• [Instructions to follow] Where the line with "Rendered portfolio records" appears below, start writing out lines exactly, and finish with the line with "PartialOrd, Ord, Serialize)]", which is included; write out nothing else.

(Items listed in a dataset)
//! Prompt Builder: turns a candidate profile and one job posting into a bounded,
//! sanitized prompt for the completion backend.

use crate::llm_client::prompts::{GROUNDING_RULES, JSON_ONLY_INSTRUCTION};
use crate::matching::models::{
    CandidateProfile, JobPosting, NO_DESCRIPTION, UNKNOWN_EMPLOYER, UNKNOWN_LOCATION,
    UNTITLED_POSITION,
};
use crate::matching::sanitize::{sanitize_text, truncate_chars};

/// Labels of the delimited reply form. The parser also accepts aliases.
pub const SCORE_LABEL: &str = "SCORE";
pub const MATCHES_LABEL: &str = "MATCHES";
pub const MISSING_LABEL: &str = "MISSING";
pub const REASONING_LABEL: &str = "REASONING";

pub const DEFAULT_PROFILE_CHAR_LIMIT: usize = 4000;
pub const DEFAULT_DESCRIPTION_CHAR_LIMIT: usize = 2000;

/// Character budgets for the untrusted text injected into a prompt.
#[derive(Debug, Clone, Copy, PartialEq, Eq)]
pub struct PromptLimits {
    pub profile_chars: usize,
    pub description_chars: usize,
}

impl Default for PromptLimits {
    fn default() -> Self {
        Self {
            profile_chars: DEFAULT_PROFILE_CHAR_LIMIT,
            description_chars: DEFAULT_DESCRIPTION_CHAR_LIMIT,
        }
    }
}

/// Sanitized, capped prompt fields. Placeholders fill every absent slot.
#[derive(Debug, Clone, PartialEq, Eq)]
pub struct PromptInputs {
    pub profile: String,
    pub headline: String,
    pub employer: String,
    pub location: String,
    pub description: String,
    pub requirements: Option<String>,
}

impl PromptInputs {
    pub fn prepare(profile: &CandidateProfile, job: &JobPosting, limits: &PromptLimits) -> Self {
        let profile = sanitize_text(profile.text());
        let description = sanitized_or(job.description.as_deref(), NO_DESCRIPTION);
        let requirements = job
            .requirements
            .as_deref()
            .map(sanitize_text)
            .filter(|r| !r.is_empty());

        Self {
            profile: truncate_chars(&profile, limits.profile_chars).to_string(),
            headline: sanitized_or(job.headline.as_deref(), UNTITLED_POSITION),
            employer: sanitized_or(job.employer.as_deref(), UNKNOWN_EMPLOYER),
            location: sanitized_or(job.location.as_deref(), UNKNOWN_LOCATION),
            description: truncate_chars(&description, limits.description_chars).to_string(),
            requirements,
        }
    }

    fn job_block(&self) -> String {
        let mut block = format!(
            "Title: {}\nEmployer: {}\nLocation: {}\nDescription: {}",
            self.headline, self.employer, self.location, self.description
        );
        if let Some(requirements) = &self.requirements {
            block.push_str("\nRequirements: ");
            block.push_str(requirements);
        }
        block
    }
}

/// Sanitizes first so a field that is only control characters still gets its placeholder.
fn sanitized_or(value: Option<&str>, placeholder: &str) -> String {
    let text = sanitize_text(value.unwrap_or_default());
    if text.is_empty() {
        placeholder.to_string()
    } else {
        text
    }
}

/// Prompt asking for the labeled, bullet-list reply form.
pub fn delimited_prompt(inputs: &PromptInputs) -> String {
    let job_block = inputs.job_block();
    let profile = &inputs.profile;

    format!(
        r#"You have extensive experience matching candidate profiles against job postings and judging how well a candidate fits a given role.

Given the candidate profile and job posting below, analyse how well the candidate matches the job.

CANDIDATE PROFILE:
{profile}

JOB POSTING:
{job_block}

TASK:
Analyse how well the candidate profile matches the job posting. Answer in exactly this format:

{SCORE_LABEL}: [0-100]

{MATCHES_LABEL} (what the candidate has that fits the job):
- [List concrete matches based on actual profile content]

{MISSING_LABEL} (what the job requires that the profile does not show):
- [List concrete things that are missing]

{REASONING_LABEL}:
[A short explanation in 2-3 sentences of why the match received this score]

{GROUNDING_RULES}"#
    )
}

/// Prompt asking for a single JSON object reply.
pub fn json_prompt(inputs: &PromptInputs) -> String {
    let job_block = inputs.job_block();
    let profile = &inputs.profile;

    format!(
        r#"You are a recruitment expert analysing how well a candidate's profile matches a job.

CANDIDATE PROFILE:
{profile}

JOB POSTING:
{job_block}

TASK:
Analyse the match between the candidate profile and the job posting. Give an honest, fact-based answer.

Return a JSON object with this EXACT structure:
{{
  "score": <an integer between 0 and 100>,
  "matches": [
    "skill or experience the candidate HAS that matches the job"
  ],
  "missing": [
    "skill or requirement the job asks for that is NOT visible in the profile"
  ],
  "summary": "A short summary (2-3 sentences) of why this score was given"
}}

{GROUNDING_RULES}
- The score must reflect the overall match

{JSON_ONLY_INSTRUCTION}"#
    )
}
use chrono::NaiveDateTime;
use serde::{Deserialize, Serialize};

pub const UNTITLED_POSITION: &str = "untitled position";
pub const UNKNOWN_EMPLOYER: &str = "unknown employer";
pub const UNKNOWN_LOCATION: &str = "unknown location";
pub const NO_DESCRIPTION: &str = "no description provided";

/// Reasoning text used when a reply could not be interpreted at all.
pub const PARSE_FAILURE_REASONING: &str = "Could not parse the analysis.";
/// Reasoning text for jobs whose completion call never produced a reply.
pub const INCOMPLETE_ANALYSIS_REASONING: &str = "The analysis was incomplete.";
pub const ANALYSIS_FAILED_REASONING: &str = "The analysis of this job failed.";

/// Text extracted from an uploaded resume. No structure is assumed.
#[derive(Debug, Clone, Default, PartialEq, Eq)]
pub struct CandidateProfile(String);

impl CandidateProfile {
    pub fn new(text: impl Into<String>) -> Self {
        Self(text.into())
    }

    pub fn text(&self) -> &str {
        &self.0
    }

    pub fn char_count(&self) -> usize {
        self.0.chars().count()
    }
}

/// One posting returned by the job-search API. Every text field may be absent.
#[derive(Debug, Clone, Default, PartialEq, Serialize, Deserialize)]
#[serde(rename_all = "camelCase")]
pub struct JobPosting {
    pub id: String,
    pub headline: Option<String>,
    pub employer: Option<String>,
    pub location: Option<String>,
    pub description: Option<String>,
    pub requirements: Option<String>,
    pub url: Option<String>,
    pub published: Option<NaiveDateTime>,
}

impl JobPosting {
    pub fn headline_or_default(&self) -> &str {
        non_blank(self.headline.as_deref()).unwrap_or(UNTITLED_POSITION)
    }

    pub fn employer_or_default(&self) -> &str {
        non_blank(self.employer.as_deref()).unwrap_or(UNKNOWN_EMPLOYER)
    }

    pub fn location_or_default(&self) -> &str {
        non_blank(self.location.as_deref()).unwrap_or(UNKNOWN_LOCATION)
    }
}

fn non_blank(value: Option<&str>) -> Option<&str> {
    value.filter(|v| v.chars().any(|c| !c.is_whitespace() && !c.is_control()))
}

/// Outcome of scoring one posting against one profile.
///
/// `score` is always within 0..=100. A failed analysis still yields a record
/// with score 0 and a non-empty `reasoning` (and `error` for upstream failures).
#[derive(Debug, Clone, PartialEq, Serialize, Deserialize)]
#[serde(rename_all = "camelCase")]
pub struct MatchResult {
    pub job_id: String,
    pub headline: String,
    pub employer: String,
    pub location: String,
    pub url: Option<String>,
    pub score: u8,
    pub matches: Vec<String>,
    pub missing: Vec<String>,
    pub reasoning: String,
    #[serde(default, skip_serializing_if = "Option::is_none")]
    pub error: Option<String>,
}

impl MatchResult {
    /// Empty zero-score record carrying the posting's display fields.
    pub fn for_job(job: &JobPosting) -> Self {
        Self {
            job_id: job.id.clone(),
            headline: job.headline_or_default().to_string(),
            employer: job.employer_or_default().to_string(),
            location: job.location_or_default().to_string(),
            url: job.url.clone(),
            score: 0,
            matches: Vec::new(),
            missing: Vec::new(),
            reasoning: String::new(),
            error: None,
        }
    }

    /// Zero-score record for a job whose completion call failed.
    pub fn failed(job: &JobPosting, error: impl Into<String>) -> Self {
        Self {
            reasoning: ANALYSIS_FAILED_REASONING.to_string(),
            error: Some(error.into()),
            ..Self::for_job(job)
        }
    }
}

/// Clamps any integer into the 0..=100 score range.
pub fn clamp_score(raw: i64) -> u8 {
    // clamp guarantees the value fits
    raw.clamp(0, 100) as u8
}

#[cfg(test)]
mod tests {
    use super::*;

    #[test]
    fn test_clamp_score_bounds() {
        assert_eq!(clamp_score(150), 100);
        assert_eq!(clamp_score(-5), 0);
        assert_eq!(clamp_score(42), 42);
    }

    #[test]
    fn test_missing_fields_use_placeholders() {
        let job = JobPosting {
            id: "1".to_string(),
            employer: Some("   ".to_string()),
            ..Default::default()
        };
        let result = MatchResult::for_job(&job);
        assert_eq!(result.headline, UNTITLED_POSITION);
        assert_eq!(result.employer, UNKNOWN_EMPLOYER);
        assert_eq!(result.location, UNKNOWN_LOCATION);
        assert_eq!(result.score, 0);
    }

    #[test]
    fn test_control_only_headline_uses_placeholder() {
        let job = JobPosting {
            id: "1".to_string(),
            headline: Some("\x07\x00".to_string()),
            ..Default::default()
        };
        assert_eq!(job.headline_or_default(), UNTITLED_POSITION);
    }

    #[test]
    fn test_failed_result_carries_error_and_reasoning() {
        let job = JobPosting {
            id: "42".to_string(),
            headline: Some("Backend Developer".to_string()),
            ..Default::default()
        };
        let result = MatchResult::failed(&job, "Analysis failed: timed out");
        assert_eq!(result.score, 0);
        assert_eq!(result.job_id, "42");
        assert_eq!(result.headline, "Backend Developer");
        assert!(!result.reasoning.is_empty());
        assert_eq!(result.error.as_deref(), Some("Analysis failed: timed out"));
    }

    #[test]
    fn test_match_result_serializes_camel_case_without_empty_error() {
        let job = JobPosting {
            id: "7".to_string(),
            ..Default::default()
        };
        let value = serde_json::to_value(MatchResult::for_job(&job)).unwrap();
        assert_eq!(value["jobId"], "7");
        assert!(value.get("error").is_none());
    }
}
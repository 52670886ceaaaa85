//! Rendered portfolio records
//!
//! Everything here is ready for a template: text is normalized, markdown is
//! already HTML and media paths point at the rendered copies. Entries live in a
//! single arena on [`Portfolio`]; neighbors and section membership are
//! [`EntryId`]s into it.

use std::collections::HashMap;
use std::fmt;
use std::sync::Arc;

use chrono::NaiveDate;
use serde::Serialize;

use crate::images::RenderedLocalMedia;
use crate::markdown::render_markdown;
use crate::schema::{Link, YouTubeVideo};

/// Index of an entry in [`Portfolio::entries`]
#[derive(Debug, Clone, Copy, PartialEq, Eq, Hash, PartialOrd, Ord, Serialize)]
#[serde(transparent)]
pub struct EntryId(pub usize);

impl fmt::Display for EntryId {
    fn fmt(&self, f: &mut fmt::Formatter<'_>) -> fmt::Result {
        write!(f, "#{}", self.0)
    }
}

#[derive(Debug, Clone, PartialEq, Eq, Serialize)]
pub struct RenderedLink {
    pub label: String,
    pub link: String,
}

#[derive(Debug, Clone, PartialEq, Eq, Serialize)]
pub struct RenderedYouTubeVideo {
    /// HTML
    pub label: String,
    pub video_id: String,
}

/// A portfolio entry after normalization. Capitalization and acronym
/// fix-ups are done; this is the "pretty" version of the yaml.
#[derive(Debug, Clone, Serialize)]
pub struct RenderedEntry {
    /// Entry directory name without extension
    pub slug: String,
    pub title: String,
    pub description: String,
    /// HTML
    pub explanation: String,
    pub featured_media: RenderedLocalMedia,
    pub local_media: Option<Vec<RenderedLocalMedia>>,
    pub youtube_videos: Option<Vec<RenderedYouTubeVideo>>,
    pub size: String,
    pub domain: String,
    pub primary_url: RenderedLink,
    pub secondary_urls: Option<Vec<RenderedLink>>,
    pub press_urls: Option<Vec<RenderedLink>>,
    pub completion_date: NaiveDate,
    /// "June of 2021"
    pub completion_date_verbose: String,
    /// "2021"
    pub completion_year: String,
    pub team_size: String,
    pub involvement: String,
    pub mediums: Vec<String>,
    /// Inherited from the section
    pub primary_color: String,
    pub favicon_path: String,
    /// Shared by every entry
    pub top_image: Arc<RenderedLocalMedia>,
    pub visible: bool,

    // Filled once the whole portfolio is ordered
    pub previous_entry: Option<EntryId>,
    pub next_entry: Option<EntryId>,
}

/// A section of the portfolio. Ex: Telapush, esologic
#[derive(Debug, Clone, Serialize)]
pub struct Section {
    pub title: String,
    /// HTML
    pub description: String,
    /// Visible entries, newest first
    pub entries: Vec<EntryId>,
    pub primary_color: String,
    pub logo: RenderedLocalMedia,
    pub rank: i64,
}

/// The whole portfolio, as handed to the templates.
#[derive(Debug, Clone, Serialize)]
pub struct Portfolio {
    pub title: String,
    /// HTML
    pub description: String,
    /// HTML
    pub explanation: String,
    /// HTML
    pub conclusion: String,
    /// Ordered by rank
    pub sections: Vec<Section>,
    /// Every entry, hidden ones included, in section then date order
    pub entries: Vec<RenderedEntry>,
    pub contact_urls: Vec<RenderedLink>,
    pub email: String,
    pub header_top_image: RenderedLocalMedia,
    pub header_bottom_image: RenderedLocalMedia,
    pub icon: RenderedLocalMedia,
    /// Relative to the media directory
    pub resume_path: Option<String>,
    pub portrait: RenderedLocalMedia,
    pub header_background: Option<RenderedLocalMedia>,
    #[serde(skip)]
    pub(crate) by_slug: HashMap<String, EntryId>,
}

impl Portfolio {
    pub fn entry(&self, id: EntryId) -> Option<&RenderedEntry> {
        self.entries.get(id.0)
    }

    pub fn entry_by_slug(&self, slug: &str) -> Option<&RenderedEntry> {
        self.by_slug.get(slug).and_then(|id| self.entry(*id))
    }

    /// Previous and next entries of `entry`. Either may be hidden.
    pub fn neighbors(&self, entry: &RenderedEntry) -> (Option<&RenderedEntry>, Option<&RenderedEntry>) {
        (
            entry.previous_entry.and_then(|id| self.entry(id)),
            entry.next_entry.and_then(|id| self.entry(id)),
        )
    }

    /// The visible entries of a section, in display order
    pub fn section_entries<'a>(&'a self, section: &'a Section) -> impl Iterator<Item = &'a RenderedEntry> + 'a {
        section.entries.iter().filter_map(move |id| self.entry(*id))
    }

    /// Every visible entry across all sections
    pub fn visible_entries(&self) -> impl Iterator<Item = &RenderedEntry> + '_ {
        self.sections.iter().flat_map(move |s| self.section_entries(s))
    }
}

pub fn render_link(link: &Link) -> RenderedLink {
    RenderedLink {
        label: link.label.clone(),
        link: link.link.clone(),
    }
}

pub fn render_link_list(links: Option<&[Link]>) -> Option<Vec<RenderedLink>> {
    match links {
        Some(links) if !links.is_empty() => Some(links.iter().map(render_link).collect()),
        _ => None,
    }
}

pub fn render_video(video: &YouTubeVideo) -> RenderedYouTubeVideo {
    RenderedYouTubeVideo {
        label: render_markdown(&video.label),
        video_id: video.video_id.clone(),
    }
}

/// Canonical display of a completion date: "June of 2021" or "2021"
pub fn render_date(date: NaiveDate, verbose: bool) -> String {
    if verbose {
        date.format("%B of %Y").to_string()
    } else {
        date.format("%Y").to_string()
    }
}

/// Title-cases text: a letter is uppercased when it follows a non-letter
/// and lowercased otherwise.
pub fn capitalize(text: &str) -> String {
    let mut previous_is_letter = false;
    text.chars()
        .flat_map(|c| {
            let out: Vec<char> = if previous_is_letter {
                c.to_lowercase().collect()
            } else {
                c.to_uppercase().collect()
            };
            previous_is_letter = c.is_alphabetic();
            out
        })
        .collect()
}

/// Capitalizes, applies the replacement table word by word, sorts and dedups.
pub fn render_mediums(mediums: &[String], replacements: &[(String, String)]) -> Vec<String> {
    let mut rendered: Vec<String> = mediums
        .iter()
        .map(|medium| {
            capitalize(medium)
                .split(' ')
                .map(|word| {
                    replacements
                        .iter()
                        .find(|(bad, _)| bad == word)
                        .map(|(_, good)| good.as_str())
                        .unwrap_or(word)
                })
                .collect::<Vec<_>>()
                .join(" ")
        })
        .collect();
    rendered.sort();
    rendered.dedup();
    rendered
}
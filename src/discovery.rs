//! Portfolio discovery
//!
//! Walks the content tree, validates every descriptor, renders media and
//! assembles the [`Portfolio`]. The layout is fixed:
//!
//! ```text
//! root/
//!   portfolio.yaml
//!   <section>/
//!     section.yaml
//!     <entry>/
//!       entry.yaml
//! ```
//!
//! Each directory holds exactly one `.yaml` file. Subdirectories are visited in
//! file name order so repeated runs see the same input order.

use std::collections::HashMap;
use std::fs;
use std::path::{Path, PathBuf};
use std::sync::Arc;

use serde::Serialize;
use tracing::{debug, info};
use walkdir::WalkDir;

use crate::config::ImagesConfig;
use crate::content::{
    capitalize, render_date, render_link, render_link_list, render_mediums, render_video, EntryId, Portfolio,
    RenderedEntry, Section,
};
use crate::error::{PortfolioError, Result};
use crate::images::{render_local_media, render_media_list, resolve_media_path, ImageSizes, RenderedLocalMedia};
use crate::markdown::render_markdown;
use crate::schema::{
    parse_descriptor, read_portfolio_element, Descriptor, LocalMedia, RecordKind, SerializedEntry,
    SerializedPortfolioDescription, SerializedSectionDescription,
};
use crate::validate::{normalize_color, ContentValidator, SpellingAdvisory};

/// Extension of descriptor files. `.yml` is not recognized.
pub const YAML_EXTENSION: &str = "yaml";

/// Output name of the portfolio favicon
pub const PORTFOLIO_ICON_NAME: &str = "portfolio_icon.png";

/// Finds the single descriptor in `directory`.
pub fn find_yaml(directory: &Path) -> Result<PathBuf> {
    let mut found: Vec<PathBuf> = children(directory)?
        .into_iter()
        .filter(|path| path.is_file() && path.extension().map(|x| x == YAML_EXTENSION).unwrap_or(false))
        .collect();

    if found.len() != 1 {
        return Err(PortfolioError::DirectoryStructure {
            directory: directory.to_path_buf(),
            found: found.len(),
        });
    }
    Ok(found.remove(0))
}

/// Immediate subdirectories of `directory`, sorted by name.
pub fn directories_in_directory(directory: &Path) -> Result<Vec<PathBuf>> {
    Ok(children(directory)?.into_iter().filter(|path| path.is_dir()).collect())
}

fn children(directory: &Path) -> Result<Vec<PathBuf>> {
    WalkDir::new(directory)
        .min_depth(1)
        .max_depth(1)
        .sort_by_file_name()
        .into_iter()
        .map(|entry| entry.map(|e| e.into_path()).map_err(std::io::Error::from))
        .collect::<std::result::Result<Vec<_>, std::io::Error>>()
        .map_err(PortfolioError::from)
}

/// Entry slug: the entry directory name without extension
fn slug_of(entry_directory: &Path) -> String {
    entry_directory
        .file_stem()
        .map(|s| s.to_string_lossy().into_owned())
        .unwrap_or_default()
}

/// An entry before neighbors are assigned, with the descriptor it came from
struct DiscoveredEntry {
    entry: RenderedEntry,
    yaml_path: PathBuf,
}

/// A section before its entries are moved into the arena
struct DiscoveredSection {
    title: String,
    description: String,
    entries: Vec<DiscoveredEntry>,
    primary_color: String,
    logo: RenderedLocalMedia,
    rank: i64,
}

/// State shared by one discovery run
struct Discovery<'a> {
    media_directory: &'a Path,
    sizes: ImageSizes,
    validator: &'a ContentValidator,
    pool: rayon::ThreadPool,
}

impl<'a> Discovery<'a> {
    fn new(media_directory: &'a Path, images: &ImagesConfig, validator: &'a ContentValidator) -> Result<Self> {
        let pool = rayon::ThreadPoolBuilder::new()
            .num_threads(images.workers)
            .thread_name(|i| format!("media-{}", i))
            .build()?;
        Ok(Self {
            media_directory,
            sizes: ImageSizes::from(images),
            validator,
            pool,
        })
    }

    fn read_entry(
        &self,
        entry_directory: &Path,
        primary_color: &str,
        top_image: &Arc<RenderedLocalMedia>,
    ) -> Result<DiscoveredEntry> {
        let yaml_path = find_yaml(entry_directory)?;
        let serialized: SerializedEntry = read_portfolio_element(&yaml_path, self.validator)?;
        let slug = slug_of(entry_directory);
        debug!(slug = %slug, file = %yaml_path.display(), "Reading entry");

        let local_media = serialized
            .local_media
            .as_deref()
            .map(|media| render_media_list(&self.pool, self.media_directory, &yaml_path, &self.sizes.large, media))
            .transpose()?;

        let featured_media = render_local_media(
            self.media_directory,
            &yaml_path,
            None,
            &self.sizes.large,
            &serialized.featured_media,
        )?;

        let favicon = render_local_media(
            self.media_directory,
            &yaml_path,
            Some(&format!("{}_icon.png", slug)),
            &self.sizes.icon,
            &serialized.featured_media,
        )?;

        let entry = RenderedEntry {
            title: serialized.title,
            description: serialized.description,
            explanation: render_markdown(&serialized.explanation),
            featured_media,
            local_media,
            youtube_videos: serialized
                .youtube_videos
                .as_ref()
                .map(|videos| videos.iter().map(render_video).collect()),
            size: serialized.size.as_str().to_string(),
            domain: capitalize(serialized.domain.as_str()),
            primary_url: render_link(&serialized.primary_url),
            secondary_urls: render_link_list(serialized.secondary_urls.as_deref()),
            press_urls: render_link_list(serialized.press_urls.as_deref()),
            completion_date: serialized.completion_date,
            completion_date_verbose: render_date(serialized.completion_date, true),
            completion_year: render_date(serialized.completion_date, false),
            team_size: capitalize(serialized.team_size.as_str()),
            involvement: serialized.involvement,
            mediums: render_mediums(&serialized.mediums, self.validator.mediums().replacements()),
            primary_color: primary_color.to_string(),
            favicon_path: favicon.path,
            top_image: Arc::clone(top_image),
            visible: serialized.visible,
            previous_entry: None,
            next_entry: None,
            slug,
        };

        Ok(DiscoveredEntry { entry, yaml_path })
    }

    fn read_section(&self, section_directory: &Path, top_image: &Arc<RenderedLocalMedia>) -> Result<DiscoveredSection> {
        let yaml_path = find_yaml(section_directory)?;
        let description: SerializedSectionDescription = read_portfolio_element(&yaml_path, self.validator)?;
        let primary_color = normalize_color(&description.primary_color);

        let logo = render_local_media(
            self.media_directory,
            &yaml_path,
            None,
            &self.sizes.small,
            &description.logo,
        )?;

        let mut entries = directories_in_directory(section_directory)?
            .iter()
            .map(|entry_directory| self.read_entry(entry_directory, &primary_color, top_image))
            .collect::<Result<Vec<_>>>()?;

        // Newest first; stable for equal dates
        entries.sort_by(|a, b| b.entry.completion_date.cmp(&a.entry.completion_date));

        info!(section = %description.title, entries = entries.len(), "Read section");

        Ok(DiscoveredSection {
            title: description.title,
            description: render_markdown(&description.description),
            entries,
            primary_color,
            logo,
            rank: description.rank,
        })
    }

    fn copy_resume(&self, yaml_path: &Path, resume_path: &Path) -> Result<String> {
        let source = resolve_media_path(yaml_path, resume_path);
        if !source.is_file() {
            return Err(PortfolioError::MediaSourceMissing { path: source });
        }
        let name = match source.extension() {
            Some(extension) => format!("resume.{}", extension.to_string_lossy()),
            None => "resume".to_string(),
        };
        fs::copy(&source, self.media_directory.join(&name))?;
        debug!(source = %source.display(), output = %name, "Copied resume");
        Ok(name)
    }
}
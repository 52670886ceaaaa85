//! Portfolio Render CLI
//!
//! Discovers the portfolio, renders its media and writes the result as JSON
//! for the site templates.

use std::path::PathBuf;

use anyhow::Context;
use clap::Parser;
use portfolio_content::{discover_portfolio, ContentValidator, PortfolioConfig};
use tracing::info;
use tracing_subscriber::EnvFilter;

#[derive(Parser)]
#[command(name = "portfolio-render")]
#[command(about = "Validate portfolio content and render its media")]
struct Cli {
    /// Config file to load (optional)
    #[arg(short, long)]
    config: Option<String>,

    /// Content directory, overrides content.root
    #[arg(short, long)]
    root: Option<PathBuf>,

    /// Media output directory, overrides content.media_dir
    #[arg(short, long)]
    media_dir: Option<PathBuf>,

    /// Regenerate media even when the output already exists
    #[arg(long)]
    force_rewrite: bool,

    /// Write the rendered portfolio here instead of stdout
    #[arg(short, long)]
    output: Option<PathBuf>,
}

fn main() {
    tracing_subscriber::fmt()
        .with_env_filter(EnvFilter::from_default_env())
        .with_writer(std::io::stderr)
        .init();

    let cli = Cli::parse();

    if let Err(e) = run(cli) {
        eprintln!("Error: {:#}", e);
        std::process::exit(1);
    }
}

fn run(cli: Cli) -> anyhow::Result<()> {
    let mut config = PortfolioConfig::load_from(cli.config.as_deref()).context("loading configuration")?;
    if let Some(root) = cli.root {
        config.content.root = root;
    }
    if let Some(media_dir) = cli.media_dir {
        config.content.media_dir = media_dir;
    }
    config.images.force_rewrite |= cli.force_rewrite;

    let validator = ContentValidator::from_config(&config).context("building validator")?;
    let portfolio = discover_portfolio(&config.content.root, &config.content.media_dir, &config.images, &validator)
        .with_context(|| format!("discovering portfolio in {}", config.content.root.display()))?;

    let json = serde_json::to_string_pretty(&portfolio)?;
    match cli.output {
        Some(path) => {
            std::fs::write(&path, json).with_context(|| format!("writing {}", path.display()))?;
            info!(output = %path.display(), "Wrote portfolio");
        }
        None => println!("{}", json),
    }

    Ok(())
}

• [Written answer]
//! Rendered portfolio records
//!
//! Everything here is ready for a template: text is normalized, markdown is
//! already HTML and media paths point at the rendered copies. Entries live in a
//! single arena on [`Portfolio`]; neighbors and section membership are
//! [`EntryId`]s into it.

use std::collections::HashMap;
use std::fmt;
use std::sync::Arc;

use chrono::NaiveDate;
use serde::Serialize;

use crate::images::RenderedLocalMedia;
use crate::markdown::render_markdown;
use crate::schema::{Link, YouTubeVideo};

/// Index of an entry in [`Portfolio::entries`]
#[derive(Debug, Clone, Copy, PartialEq, Eq, Hash, PartialOrd, Ord, Serialize)]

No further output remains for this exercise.